> [Work to be completed] Exact copies of all the entries are required.

========================

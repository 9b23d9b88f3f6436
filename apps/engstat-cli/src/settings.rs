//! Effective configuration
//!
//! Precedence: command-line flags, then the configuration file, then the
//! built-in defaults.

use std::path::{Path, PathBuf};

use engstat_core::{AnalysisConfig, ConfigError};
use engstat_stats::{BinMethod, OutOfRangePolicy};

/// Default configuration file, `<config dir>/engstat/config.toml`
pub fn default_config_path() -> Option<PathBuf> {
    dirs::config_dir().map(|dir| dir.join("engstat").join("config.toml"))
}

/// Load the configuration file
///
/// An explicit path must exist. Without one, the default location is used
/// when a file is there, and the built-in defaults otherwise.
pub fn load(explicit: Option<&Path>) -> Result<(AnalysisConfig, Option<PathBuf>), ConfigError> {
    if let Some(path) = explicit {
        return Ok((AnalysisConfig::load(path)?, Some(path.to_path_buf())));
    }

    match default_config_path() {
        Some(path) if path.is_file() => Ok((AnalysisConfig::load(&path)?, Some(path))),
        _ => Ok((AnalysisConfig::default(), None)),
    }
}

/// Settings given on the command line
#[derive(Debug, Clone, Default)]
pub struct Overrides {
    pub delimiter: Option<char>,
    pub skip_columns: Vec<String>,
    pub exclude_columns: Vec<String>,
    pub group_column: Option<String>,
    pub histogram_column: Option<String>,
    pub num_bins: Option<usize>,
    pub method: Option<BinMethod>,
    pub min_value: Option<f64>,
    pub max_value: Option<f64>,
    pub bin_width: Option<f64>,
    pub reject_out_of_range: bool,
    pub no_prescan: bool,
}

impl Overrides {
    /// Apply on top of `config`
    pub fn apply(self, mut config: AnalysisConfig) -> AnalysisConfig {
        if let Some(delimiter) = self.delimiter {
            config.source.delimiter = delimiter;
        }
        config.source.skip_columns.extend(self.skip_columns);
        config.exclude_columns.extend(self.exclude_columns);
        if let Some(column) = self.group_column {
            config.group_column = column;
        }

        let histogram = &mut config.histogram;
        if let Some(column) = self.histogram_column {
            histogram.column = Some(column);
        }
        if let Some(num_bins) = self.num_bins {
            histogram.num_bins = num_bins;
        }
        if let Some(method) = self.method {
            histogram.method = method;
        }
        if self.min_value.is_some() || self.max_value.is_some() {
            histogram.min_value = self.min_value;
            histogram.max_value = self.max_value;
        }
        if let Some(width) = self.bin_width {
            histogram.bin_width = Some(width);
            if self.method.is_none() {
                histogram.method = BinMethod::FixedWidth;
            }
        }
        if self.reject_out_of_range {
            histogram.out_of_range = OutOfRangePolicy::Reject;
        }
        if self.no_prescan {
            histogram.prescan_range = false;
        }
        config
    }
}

========================

> [Answer space]
repository 9b23d9b88f3f6436
filename apps/engstat-cli/src/settings.rs
//! Effective configuration
//!
//! Precedence: command-line flags, then the configuration file, then the
//! built-in defaults.

use std::path::{Path, PathBuf};

use engstat_core::{AnalysisConfig, ConfigError};
use engstat_stats::{BinMethod, OutOfRangePolicy};

/// Default configuration file, `<config dir>/engstat/config.toml`
pub fn default_config_path() -> Option<PathBuf> {
    dirs::config_dir().map(|dir| dir.join("engstat").join("config.toml"))
}

/// Load the configuration file
///
/// An explicit path must exist. Without one, the default location is used
/// when a file is there, and the built-in defaults otherwise.
pub fn load(explicit: Option<&Path>) -> Result<(AnalysisConfig, Option<PathBuf>), ConfigError> {
    if let Some(path) = explicit {
        return Ok((AnalysisConfig::load(path)?, Some(path.to_path_buf())));
    }

    match default_config_path() {
        Some(path) if path.is_file() => Ok((AnalysisConfig::load(&path)?, Some(path))),
        _ => Ok((AnalysisConfig::default(), None)),
    }
}

/// Settings given on the command line
#[derive(Debug, Clone, Default)]
pub struct Overrides {
    pub delimiter: Option<char>,
    pub skip_columns: Vec<String>,
    pub exclude_columns: Vec<String>,
    pub group_column: Option<String>,
    pub histogram_column: Option<String>,
    pub num_bins: Option<usize>,
    pub method: Option<BinMethod>,
    pub min_value: Option<f64>,
    pub max_value: Option<f64>,
    pub bin_width: Option<f64>,
    pub reject_out_of_range: bool,
    pub no_prescan: bool,
}

impl Overrides {
    /// Apply on top of `config`
    pub fn apply(self, mut config: AnalysisConfig) -> AnalysisConfig {
        if let Some(delimiter) = self.delimiter {
            config.source.delimiter = delimiter;
        }
        config.source.skip_columns.extend(self.skip_columns);
        config.exclude_columns.extend(self.exclude_columns);
        if let Some(column) = self.group_column {
            config.group_column = column;
        }

        let histogram = &mut config.histogram;
        if let Some(column) = self.histogram_column {
            histogram.column = Some(column);
        }
        if let Some(num_bins) = self.num_bins {
            histogram.num_bins = num_bins;
        }
        if let Some(method) = self.method {
            histogram.method = method;
        }
        if self.min_value.is_some() || self.max_value.is_some() {
            histogram.min_value = self.min_value;
            histogram.max_value = self.max_value;
        }
        if let Some(width) = self.bin_width {
            histogram.bin_width = Some(width);
            if self.method.is_none() {
                histogram.method = BinMethod::FixedWidth;
            }
        }
        if self.reject_out_of_range {
            histogram.out_of_range = OutOfRangePolicy::Reject;
        }
        if self.no_prescan {
            histogram.prescan_range = false;
        }
        config
    }
}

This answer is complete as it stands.